◆ **ACTION ITEM**
List every line below containing "WeeklyReport".

◆ **DATA RECORDS**
━━━━━━
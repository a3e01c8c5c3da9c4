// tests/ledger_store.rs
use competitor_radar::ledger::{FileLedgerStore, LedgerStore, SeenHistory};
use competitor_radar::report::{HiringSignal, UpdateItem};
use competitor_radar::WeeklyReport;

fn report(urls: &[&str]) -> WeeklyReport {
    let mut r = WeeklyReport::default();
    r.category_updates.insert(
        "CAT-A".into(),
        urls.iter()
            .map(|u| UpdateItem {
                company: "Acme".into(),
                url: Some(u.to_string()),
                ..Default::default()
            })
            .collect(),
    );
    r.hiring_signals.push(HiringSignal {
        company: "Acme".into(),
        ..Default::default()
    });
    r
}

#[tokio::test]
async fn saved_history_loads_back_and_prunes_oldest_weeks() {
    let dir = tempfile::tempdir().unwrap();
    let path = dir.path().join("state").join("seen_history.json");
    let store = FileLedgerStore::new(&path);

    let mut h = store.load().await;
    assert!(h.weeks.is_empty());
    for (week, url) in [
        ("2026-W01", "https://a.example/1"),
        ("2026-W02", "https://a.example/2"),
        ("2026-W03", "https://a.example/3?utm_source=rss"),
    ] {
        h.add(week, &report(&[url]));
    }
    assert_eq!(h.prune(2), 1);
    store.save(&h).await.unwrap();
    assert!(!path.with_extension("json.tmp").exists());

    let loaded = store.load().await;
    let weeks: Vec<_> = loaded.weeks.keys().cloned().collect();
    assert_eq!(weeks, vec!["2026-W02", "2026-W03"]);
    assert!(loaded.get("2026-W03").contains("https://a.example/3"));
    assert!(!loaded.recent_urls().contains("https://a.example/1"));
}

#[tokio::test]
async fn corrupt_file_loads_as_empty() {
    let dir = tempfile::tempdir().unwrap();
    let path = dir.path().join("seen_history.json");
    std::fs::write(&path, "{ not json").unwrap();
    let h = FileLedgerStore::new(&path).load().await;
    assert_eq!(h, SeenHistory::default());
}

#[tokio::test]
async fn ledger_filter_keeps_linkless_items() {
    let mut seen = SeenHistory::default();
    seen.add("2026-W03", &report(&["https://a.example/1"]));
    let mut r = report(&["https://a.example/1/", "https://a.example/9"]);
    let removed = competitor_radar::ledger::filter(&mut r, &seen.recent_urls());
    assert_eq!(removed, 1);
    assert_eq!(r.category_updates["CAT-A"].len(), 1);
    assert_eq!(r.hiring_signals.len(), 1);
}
━━━━━━
◆ **OUTPUT OF THE EXERCISE**
use competitor_radar::WeeklyReport;
fn report(urls: &[&str]) -> WeeklyReport {
    let mut r = WeeklyReport::default();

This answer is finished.